* _Work to complete_
Copy out all of the entries exactly as they appear.

===== Provided records

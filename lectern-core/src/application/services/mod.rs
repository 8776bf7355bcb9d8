pub mod access_gate;
#[cfg(test)]
pub(crate) mod fixtures;
pub mod curriculum;
pub mod enrollment;
pub mod progress;

pub use access_gate::AccessGate;
pub use curriculum::CurriculumService;
pub use enrollment::EnrollmentService;
pub use progress::ProgressService;
//! Core data model definitions shared across Lectern crates.
#![allow(missing_docs)]

pub mod catalog;
pub mod enrollment;
pub mod ids;
pub mod prelude;
pub mod watch;

// Intentionally curated re-exports for downstream consumers.
pub use catalog::{Course, CourseStatus, Lecture, Section};
pub use enrollment::Enrollment;
pub use ids::{CourseId, EnrollmentId, LectureId, SectionId, UserId};
pub use watch::{LectureWatchState, WatchedProgress};
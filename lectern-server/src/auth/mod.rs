pub mod jwt;
pub mod middleware;

pub use middleware::AuthenticatedUser;
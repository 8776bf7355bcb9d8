//! Convenience re-exports for downstream crates.

pub use crate::catalog::{Course, CourseStatus, Lecture, Section};
pub use crate::enrollment::Enrollment;
pub use crate::ids::{CourseId, EnrollmentId, LectureId, SectionId, UserId};
pub use crate::watch::{LectureWatchState, WatchedProgress};
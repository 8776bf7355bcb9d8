use thiserror::Error;

/// Error taxonomy shared by every core operation.
///
/// Route boundaries translate these to HTTP status codes; core code never
/// surfaces raw storage errors.
#[derive(Error, Debug)]
pub enum CoreError {
    #[error("validation error: {0}")]
    Validation(String),

    #[error("not found: {0}")]
    NotFound(String),

    #[error("forbidden: {0}")]
    Forbidden(String),

    #[error("conflict: {0}")]
    Conflict(String),

    #[error("internal error: {0}")]
    Internal(String),
}

impl CoreError {
    /// Stable machine-readable code used in API error envelopes.
    pub fn code(&self) -> &'static str {
        match self {
            CoreError::Validation(_) => "validation_error",
            CoreError::NotFound(_) => "not_found",
            CoreError::Forbidden(_) => "forbidden",
            CoreError::Conflict(_) => "conflict",
            CoreError::Internal(_) => "internal_error",
        }
    }

    /// Whether a retry of the same operation may succeed.
    ///
    /// Only storage-level failures qualify; the rollup services use this to
    /// retry transient errors once before surfacing.
    pub fn is_transient(&self) -> bool {
        matches!(self, CoreError::Internal(_))
    }
}

pub type Result<T> = std::result::Result<T, CoreError>;
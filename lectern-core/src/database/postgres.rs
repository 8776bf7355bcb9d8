use sqlx::{
    PgPool,
    postgres::{PgConnectOptions, PgPoolOptions},
};
use std::{fmt, str::FromStr};
use tracing::info;

use crate::error::{CoreError, Result};

/// Owned Postgres handle: the connection pool plus the concrete repository
/// adapters built on it.
///
/// Constructed once at startup and passed around explicitly; there is no
/// ambient "is connected" global.
#[derive(Clone)]
pub struct PostgresDatabase {
    pool: PgPool,
    max_connections: u32,
    min_connections: u32,
}

impl fmt::Debug for PostgresDatabase {
    fn fmt(&self, f: &mut fmt::Formatter<'_>) -> fmt::Result {
        f.debug_struct("PostgresDatabase")
            .field("pool_size", &self.pool.size())
            .field("idle_connections", &self.pool.num_idle())
            .field("max_connections", &self.max_connections)
            .field("min_connections", &self.min_connections)
            .finish()
    }
}

impl PostgresDatabase {
    pub async fn new(connection_string: &str) -> Result<Self> {
        let max_connections = std::env::var("DB_MAX_CONNECTIONS")
            .ok()
            .and_then(|s| s.parse::<u32>().ok())
            .unwrap_or(8);

        let min_connections = std::env::var("DB_MIN_CONNECTIONS")
            .ok()
            .and_then(|s| s.parse::<u32>().ok())
            .unwrap_or(2);

        let connect_options = PgConnectOptions::from_str(connection_string)
            .map_err(|e| CoreError::Internal(format!("Invalid database URL: {}", e)))?;

        let pool = PgPoolOptions::new()
            .max_connections(max_connections)
            .min_connections(min_connections)
            .acquire_timeout(std::time::Duration::from_secs(30))
            .max_lifetime(std::time::Duration::from_secs(1800))
            .idle_timeout(std::time::Duration::from_secs(600))
            .test_before_acquire(true)
            .connect_with(connect_options)
            .await
            .map_err(|e| CoreError::Internal(format!("Failed to connect to Postgres: {}", e)))?;

        info!(
            max_connections,
            min_connections, "Connected to Postgres"
        );

        Ok(Self {
            pool,
            max_connections,
            min_connections,
        })
    }

    /// Apply embedded schema migrations.
    pub async fn migrate(&self) -> Result<()> {
        sqlx::migrate!("./migrations")
            .run(&self.pool)
            .await
            .map_err(|e| CoreError::Internal(format!("Failed to run migrations: {}", e)))?;
        Ok(())
    }

    pub fn pool(&self) -> &PgPool {
        &self.pool
    }
}
//! Enrollment lifecycle: payment-driven grants and admin revocation.

use axum::{
    Extension, Json,
    extract::{Path, State},
    http::StatusCode,
};
use serde::{Deserialize, Serialize};

use lectern_model::{CourseId, EnrollmentId, UserId};

use crate::auth::AuthenticatedUser;
use crate::errors::AppResult;
use crate::infra::app_state::AppState;

#[derive(Debug, Serialize)]
pub struct EnrollmentResponse {
    pub id: EnrollmentId,
    pub user_id: UserId,
    pub course_id: CourseId,
    pub progress: i32,
    pub completed: bool,
}

#[derive(Debug, Deserialize)]
pub struct PaymentCapturedRequest {
    pub course_id: CourseId,
}

/// POST /enrollments/payment-captured
///
/// Called after the payment provider confirms capture for the authenticated
/// learner. A re-delivered event hits the unique (user, course) constraint
/// and comes back as 409; the first grant is never re-applied.
pub async fn payment_captured(
    State(state): State<AppState>,
    Extension(user): Extension<AuthenticatedUser>,
    Json(req): Json<PaymentCapturedRequest>,
) -> AppResult<(StatusCode, Json<EnrollmentResponse>)> {
    let enrollment = state
        .enrollment
        .enroll_on_payment_captured(user.id, req.course_id)
        .await?;

    Ok((
        StatusCode::CREATED,
        Json(EnrollmentResponse {
            id: enrollment.id,
            user_id: enrollment.user_id,
            course_id: enrollment.course_id,
            progress: enrollment.progress,
            completed: enrollment.completed,
        }),
    ))
}

/// DELETE /admin/enrollments/{enrollment_id}
pub async fn revoke_enrollment(
    State(state): State<AppState>,
    Path(enrollment_id): Path<EnrollmentId>,
) -> AppResult<StatusCode> {
    state.enrollment.revoke(enrollment_id).await?;
    Ok(StatusCode::NO_CONTENT)
}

==========

* _Reply_
filename lectern-core/src/application/services/mod.rs
repository 8776bf7355bcb9d8
pub mod access_gate;
#[cfg(test)]
pub(crate) mod fixtures;
pub mod curriculum;
pub mod enrollment;
pub mod progress;

pub use access_gate::AccessGate;
pub use curriculum::CurriculumService;
pub use enrollment::EnrollmentService;
pub use progress::ProgressService;
//! Core data model definitions shared across Lectern crates.
#![allow(missing_docs)]

pub mod catalog;
pub mod enrollment;
pub mod ids;
pub mod prelude;
pub mod watch;

// Intentionally curated re-exports for downstream consumers.
pub use catalog::{Course, CourseStatus, Lecture, Section};
pub use enrollment::Enrollment;
pub use ids::{CourseId, EnrollmentId, LectureId, SectionId, UserId};
pub use watch::{LectureWatchState, WatchedProgress};
filename lectern-server/src/auth/mod.rs
pub mod jwt;
pub mod middleware;

pub use middleware::AuthenticatedUser;
repository 8776bf7355bcb9d8
//! Convenience re-exports for downstream crates.

pub use crate::catalog::{Course, CourseStatus, Lecture, Section};
pub use crate::enrollment::Enrollment;
pub use crate::ids::{CourseId, EnrollmentId, LectureId, SectionId, UserId};
pub use crate::watch::{LectureWatchState, WatchedProgress};
repository 8776bf7355bcb9d8
use thiserror::Error;

/// Error taxonomy shared by every core operation.
///
/// Route boundaries translate these to HTTP status codes; core code never
/// surfaces raw storage errors.
#[derive(Error, Debug)]
pub enum CoreError {
    #[error("validation error: {0}")]
    Validation(String),

    #[error("not found: {0}")]
    NotFound(String),

    #[error("forbidden: {0}")]
    Forbidden(String),

    #[error("conflict: {0}")]
    Conflict(String),

    #[error("internal error: {0}")]
    Internal(String),
}

impl CoreError {
    /// Stable machine-readable code used in API error envelopes.
    pub fn code(&self) -> &'static str {
        match self {
            CoreError::Validation(_) => "validation_error",
            CoreError::NotFound(_) => "not_found",
            CoreError::Forbidden(_) => "forbidden",
            CoreError::Conflict(_) => "conflict",
            CoreError::Internal(_) => "internal_error",
        }
    }

    /// Whether a retry of the same operation may succeed.
    ///
    /// Only storage-level failures qualify; the rollup services use this to
    /// retry transient errors once before surfacing.
    pub fn is_transient(&self) -> bool {
        matches!(self, CoreError::Internal(_))
    }
}

pub type Result<T> = std::result::Result<T, CoreError>;
filename lectern-core/src/database/postgres.rs
repository 8776bf7355bcb9d8
use sqlx::{
    PgPool,
    postgres::{PgConnectOptions, PgPoolOptions},
};
use std::{fmt, str::FromStr};
use tracing::info;

use crate::error::{CoreError, Result};

/// Owned Postgres handle: the connection pool plus the concrete repository
/// adapters built on it.
///
/// Constructed once at startup and passed around explicitly; there is no
/// ambient "is connected" global.
#[derive(Clone)]
pub struct PostgresDatabase {
    pool: PgPool,
    max_connections: u32,
    min_connections: u32,
}

impl fmt::Debug for PostgresDatabase {
    fn fmt(&self, f: &mut fmt::Formatter<'_>) -> fmt::Result {
        f.debug_struct("PostgresDatabase")
            .field("pool_size", &self.pool.size())
            .field("idle_connections", &self.pool.num_idle())
            .field("max_connections", &self.max_connections)
            .field("min_connections", &self.min_connections)
            .finish()
    }
}

impl PostgresDatabase {
    pub async fn new(connection_string: &str) -> Result<Self> {
        let max_connections = std::env::var("DB_MAX_CONNECTIONS")
            .ok()
            .and_then(|s| s.parse::<u32>().ok())
            .unwrap_or(8);

        let min_connections = std::env::var("DB_MIN_CONNECTIONS")
            .ok()
            .and_then(|s| s.parse::<u32>().ok())
            .unwrap_or(2);

        let connect_options = PgConnectOptions::from_str(connection_string)
            .map_err(|e| CoreError::Internal(format!("Invalid database URL: {}", e)))?;

        let pool = PgPoolOptions::new()
            .max_connections(max_connections)
            .min_connections(min_connections)
            .acquire_timeout(std::time::Duration::from_secs(30))
            .max_lifetime(std::time::Duration::from_secs(1800))
            .idle_timeout(std::time::Duration::from_secs(600))
            .test_before_acquire(true)
            .connect_with(connect_options)
            .await
            .map_err(|e| CoreError::Internal(format!("Failed to connect to Postgres: {}", e)))?;

        info!(
            max_connections,
            min_connections, "Connected to Postgres"
        );

        Ok(Self {
            pool,
            max_connections,
            min_connections,
        })
    }

    /// Apply embedded schema migrations.
    pub async fn migrate(&self) -> Result<()> {
        sqlx::migrate!("./migrations")
            .run(&self.pool)
            .await
            .map_err(|e| CoreError::Internal(format!("Failed to run migrations: {}", e)))?;
        Ok(())
    }

    pub fn pool(&self) -> &PgPool {
        &self.pool
    }
}
//! Enrollment lifecycle: payment-driven grants and admin revocation.

use axum::{
    Extension, Json,
    extract::{Path, State},
    http::StatusCode,
};
use serde::{Deserialize, Serialize};

use lectern_model::{CourseId, EnrollmentId, UserId};

use crate::auth::AuthenticatedUser;
use crate::errors::AppResult;
use crate::infra::app_state::AppState;

#[derive(Debug, Serialize)]
pub struct EnrollmentResponse {
    pub id: EnrollmentId,
    pub user_id: UserId,
    pub course_id: CourseId,
    pub progress: i32,
    pub completed: bool,
}

#[derive(Debug, Deserialize)]
pub struct PaymentCapturedRequest {
    pub course_id: CourseId,
}

/// POST /enrollments/payment-captured
///
/// Called after the payment provider confirms capture for the authenticated
/// learner. A re-delivered event hits the unique (user, course) constraint
/// and comes back as 409; the first grant is never re-applied.
pub async fn payment_captured(
    State(state): State<AppState>,
    Extension(user): Extension<AuthenticatedUser>,
    Json(req): Json<PaymentCapturedRequest>,
) -> AppResult<(StatusCode, Json<EnrollmentResponse>)> {
    let enrollment = state
        .enrollment
        .enroll_on_payment_captured(user.id, req.course_id)
        .await?;

    Ok((
        StatusCode::CREATED,
        Json(EnrollmentResponse {
            id: enrollment.id,
            user_id: enrollment.user_id,
            course_id: enrollment.course_id,
            progress: enrollment.progress,
            completed: enrollment.completed,
        }),
    ))
}

/// DELETE /admin/enrollments/{enrollment_id}
pub async fn revoke_enrollment(
    State(state): State<AppState>,
    Path(enrollment_id): Path<EnrollmentId>,
) -> AppResult<StatusCode> {
    state.enrollment.revoke(enrollment_id).await?;
    Ok(StatusCode::NO_CONTENT)
}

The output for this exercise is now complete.